Exercise aim: From the line containing "a DNS-01 challenge" down to the line containing "let mut args: Vec<OsString>" in the records below, reproduce every line exactly, ends included, and omit all others.

========

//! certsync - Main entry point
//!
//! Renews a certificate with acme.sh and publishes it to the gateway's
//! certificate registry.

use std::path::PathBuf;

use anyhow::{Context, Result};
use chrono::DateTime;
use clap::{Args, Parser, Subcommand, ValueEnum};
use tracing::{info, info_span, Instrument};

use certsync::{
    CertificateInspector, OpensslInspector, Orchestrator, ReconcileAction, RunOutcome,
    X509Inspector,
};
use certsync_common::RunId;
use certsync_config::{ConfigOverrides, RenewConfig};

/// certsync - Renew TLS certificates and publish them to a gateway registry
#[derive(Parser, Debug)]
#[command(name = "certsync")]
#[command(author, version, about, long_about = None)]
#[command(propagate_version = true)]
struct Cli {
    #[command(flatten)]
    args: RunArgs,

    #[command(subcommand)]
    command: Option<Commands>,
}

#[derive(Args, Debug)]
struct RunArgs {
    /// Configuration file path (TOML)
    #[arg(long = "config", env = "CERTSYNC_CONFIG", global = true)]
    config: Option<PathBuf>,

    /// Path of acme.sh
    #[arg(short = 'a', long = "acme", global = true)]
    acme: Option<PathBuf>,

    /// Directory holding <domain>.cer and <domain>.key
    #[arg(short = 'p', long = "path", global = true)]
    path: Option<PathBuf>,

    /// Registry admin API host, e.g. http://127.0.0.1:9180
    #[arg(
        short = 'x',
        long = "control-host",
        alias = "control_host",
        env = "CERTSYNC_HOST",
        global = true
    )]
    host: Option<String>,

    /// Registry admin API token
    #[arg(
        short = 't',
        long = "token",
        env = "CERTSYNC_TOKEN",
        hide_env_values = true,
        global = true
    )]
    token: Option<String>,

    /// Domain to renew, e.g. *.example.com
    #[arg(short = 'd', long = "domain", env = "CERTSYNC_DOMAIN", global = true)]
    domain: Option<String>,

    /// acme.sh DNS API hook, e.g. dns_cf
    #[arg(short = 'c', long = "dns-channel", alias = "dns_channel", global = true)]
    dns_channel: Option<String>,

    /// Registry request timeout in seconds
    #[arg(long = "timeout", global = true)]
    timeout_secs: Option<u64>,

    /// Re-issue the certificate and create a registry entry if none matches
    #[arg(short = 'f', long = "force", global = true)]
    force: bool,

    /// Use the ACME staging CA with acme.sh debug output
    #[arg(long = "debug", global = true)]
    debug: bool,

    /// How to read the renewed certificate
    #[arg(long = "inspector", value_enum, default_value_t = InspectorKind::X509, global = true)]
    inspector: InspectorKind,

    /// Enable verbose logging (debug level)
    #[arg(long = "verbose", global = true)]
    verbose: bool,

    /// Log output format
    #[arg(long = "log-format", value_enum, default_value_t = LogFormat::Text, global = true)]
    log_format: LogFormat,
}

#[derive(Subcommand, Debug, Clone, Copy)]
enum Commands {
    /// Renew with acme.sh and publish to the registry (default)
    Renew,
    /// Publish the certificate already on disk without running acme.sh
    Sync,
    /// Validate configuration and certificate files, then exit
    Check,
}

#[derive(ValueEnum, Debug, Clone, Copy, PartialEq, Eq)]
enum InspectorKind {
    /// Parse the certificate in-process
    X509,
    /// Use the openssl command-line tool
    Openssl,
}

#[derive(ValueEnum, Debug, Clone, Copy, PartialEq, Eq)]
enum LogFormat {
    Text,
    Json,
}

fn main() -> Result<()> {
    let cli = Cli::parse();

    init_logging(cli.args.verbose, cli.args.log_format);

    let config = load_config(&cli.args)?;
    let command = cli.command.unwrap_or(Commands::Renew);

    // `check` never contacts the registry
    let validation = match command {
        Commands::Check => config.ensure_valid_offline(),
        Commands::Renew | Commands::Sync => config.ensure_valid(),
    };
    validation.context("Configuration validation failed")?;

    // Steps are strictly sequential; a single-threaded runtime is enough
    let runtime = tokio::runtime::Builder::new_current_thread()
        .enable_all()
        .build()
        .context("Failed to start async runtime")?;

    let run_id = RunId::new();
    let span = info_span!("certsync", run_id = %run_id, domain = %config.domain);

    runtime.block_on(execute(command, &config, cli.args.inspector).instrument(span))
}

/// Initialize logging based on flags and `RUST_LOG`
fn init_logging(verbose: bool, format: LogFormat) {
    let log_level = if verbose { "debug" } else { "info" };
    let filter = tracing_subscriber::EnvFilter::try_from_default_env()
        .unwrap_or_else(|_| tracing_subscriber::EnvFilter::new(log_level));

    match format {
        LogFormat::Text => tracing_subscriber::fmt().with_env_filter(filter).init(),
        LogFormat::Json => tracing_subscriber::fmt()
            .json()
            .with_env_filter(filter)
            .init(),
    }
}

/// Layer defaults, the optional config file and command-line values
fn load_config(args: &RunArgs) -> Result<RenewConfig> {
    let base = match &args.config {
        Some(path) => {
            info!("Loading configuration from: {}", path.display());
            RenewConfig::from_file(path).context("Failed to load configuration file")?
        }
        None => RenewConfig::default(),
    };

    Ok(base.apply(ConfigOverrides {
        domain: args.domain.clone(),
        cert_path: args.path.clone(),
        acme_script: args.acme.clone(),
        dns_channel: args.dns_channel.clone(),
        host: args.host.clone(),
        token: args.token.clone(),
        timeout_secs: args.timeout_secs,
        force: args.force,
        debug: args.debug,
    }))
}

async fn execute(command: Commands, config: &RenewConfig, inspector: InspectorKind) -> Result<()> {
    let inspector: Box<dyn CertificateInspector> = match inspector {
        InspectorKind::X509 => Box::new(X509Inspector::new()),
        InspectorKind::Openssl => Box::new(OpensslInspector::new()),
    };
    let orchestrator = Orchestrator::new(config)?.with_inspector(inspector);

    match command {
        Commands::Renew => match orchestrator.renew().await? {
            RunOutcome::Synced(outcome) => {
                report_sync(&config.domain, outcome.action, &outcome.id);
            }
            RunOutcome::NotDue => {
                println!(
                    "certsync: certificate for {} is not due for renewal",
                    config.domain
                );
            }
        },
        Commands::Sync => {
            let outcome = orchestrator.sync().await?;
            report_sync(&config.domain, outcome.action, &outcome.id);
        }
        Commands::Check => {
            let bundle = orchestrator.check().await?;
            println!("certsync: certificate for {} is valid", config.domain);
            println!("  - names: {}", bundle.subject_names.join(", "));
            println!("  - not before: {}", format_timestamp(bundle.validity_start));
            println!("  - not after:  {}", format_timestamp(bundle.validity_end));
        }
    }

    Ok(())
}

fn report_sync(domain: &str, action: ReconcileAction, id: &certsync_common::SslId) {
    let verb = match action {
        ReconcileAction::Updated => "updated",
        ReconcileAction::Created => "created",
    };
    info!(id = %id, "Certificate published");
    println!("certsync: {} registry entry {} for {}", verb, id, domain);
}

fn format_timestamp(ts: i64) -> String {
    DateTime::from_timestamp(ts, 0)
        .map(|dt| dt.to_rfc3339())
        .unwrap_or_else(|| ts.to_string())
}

========

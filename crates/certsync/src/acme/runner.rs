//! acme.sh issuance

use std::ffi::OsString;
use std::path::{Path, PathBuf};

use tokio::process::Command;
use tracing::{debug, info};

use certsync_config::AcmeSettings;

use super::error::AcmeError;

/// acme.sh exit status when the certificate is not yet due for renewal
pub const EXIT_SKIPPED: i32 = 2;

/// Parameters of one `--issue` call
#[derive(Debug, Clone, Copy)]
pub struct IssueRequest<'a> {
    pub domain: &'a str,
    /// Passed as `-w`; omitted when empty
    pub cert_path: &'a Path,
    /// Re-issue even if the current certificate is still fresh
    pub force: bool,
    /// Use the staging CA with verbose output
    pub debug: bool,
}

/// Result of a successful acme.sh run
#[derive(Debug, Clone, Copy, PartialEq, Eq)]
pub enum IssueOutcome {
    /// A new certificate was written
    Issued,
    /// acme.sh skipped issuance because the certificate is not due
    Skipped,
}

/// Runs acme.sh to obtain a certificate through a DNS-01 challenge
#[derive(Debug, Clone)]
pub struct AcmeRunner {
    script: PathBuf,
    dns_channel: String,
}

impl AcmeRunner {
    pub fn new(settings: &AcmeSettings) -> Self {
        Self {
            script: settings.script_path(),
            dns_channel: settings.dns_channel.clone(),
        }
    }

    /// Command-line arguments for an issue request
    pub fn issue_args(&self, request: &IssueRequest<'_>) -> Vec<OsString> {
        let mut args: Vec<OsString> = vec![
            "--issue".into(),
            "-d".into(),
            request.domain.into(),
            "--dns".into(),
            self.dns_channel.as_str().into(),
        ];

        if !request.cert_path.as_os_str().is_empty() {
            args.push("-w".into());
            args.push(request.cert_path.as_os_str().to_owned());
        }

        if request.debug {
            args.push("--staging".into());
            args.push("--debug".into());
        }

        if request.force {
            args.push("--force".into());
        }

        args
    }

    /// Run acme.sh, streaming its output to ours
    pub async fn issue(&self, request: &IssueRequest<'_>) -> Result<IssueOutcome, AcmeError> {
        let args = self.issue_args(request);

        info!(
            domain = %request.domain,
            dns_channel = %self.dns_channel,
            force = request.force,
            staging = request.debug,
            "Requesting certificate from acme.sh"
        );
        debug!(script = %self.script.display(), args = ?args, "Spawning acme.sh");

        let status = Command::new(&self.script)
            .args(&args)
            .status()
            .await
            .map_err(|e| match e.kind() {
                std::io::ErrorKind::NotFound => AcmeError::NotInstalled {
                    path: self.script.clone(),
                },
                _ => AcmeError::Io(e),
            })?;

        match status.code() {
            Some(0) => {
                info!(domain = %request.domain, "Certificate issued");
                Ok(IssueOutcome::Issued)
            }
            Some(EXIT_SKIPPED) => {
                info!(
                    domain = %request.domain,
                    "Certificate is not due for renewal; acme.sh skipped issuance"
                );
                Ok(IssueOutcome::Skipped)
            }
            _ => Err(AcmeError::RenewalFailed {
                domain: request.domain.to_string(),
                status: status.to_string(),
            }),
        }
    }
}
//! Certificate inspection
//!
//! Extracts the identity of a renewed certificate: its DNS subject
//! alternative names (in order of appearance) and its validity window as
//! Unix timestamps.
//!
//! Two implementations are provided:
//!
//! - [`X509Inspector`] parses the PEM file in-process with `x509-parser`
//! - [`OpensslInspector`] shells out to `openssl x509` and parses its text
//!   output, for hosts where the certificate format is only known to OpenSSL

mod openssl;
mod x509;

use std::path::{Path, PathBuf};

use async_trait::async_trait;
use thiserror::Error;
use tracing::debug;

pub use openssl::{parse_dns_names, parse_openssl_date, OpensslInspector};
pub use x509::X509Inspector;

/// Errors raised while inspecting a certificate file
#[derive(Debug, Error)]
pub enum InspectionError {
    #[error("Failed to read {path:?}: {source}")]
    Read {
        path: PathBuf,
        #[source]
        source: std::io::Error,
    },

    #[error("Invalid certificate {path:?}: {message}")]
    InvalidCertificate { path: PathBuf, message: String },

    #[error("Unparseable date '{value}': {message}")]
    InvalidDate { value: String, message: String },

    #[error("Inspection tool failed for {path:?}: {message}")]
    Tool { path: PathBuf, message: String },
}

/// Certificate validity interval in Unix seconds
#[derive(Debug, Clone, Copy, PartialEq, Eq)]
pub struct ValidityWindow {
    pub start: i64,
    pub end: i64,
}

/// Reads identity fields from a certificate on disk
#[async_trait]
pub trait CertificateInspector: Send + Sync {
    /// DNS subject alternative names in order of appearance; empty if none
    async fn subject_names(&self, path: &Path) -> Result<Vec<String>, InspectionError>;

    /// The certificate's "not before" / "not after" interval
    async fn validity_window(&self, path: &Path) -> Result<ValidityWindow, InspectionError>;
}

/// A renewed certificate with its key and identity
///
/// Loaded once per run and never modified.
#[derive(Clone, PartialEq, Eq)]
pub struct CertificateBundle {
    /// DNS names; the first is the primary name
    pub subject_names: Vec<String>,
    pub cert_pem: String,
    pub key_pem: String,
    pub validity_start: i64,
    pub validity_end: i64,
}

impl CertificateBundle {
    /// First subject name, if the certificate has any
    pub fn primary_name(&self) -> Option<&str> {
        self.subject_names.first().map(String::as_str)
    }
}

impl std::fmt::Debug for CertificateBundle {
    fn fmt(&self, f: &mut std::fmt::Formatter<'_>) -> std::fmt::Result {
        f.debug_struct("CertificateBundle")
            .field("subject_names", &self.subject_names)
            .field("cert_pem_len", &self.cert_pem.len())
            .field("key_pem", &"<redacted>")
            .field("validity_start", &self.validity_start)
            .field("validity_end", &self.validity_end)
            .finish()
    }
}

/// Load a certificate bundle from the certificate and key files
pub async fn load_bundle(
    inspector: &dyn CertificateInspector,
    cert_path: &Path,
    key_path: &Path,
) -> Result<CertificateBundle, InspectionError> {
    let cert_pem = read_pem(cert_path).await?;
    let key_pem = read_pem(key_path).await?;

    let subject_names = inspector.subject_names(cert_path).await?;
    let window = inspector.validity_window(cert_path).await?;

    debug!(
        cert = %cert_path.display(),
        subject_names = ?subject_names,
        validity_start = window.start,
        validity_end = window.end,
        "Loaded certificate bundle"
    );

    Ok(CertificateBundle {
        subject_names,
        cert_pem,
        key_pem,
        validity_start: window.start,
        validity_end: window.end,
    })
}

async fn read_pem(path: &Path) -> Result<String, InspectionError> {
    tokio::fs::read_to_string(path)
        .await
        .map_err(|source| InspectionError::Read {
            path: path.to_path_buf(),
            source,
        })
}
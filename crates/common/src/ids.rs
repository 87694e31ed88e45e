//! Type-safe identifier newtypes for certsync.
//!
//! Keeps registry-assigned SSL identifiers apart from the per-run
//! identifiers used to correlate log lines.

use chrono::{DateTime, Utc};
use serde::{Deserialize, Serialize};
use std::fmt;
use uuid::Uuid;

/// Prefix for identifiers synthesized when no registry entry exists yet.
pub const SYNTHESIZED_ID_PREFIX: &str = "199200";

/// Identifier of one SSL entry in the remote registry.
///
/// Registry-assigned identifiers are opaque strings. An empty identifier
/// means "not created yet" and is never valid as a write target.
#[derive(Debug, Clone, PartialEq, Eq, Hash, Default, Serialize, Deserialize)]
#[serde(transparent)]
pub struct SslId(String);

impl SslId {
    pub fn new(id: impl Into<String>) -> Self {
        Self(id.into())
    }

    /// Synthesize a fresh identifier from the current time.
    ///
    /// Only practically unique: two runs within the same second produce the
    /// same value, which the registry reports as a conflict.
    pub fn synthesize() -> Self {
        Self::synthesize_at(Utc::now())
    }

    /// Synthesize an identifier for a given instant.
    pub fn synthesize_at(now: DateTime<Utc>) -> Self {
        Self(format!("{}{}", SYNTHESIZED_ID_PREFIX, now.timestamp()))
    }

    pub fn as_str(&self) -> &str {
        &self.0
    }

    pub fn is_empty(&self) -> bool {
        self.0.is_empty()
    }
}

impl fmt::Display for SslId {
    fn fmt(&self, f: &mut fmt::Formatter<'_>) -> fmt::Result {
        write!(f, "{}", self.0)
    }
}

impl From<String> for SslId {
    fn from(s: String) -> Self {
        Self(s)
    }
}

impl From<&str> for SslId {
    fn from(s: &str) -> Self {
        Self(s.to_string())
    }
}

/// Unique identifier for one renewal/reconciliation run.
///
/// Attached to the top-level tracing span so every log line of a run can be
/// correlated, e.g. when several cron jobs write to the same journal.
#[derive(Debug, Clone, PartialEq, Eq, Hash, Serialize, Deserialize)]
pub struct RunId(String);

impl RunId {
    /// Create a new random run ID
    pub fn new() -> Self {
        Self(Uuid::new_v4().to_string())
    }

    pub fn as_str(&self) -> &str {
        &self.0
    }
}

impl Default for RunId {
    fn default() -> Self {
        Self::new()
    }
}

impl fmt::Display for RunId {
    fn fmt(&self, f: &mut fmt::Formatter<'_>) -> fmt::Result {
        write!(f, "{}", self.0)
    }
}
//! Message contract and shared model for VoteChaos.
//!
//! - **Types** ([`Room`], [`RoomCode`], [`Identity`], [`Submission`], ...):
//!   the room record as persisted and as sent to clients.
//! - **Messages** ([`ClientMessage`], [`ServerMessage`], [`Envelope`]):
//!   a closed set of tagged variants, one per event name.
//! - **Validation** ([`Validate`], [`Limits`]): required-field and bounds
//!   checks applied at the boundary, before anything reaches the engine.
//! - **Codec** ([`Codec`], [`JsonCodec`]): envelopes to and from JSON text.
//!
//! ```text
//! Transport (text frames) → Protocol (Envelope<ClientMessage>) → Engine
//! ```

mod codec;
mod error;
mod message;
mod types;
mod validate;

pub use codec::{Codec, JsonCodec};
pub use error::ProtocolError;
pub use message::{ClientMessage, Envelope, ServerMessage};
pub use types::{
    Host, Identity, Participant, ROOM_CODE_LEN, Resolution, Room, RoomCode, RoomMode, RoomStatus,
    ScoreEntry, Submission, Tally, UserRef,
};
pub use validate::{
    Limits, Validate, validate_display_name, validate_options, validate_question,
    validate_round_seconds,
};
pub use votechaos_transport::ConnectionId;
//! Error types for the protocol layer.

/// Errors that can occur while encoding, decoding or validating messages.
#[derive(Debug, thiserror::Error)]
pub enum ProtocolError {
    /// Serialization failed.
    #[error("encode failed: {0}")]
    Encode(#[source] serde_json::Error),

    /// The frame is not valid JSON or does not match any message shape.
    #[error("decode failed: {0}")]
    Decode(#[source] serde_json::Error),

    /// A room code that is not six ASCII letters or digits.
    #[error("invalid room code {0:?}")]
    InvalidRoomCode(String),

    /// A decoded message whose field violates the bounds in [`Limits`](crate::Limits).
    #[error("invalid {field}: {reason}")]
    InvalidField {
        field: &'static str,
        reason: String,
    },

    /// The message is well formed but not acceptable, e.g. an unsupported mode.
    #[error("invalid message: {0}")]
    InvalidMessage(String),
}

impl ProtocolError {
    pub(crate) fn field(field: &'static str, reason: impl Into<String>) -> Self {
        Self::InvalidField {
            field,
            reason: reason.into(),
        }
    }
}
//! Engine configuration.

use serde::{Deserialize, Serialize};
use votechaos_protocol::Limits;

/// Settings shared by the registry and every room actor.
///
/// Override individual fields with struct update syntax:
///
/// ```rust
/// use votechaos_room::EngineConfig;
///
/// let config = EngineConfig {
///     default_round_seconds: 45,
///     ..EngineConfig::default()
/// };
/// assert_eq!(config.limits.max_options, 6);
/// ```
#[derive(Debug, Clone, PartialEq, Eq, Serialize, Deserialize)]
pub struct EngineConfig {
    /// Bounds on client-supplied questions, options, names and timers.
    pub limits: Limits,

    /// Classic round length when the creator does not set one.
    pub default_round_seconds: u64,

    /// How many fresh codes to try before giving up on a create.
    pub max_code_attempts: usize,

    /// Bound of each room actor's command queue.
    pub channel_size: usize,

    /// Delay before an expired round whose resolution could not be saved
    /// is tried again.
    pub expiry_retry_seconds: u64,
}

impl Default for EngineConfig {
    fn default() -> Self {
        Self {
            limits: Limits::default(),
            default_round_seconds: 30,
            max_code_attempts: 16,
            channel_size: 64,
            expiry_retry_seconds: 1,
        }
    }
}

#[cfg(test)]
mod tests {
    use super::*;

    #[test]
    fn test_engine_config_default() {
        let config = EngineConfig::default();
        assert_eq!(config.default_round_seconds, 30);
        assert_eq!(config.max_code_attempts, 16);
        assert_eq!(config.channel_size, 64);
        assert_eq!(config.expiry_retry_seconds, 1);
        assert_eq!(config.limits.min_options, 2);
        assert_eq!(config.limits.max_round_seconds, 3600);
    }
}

========

Answer below:
/// Runs acme.sh to obtain a certificate through a DNS-01 challenge
#[derive(Debug, Clone)]
pub struct AcmeRunner {
    script: PathBuf,
    dns_channel: String,
}

impl AcmeRunner {
    pub fn new(settings: &AcmeSettings) -> Self {
        Self {
            script: settings.script_path(),
            dns_channel: settings.dns_channel.clone(),
        }
    }

    /// Command-line arguments for an issue request
    pub fn issue_args(&self, request: &IssueRequest<'_>) -> Vec<OsString> {
        let mut args: Vec<OsString> = vec![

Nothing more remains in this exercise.